Exercise details -
Whenever a line below holds the word "verbose", count it; please give only the final number.

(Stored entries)
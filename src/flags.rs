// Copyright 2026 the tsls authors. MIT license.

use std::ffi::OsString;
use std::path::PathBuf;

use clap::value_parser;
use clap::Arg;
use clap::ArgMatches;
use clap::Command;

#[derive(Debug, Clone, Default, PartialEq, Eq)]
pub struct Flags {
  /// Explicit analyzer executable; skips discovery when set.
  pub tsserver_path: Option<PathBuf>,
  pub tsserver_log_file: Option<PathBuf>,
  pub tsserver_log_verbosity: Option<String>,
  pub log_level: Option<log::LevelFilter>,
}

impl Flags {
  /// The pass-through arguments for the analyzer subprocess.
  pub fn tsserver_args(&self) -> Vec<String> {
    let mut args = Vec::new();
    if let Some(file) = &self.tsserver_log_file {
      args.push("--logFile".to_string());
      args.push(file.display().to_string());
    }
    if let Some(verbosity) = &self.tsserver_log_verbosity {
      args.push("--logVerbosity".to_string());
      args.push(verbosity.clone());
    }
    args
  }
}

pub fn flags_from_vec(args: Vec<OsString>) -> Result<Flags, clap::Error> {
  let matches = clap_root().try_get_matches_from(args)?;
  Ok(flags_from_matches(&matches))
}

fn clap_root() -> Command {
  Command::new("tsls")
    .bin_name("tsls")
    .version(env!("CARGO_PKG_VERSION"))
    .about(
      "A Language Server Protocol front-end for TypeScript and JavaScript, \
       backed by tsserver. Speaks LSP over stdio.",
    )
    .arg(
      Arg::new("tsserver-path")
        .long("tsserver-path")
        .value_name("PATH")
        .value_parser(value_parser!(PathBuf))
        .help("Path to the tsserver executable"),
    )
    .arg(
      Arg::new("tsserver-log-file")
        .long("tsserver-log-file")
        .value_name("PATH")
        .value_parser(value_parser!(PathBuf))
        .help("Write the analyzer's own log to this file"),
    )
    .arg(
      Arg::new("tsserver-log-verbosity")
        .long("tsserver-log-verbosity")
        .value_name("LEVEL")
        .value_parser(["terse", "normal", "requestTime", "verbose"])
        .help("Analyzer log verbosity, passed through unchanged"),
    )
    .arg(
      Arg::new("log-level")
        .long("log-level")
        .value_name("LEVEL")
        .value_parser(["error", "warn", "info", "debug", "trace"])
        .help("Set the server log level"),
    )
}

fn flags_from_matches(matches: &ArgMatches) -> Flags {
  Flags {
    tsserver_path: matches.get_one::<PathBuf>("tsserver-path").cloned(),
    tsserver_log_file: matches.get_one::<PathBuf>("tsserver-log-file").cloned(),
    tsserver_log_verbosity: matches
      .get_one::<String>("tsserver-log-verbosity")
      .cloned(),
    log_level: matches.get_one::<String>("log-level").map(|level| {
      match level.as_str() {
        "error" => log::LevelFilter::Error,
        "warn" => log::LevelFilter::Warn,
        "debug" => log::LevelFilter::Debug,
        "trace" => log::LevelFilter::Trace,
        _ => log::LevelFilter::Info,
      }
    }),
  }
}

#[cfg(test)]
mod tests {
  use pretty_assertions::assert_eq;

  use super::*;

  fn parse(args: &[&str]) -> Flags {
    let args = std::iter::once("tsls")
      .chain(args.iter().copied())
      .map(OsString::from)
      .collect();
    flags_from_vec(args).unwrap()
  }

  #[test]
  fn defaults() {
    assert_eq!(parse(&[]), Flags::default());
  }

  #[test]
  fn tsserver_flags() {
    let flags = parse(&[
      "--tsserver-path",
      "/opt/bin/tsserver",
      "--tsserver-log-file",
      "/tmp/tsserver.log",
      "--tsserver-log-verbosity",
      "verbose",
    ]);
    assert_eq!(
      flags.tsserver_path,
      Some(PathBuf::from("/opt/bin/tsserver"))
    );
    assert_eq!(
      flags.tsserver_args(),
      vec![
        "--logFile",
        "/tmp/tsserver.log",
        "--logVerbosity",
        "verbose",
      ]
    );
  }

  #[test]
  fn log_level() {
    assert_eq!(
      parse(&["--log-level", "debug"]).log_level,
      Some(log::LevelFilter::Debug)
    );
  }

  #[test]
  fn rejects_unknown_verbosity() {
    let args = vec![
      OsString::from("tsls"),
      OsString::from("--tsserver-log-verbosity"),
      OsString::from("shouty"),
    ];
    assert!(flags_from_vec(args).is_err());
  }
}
==
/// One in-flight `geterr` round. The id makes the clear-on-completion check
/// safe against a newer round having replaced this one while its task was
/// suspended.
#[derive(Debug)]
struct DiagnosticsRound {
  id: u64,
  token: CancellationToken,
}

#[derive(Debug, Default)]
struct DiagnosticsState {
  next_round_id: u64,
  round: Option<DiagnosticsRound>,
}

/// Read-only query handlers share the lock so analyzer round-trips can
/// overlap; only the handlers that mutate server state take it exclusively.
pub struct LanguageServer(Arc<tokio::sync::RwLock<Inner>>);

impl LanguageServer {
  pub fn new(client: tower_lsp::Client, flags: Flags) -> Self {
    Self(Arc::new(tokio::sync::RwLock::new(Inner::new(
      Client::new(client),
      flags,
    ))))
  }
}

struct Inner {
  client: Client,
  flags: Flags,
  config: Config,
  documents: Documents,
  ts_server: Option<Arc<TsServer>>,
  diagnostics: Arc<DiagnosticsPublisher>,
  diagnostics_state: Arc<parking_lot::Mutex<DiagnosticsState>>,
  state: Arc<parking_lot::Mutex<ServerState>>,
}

The answer -
3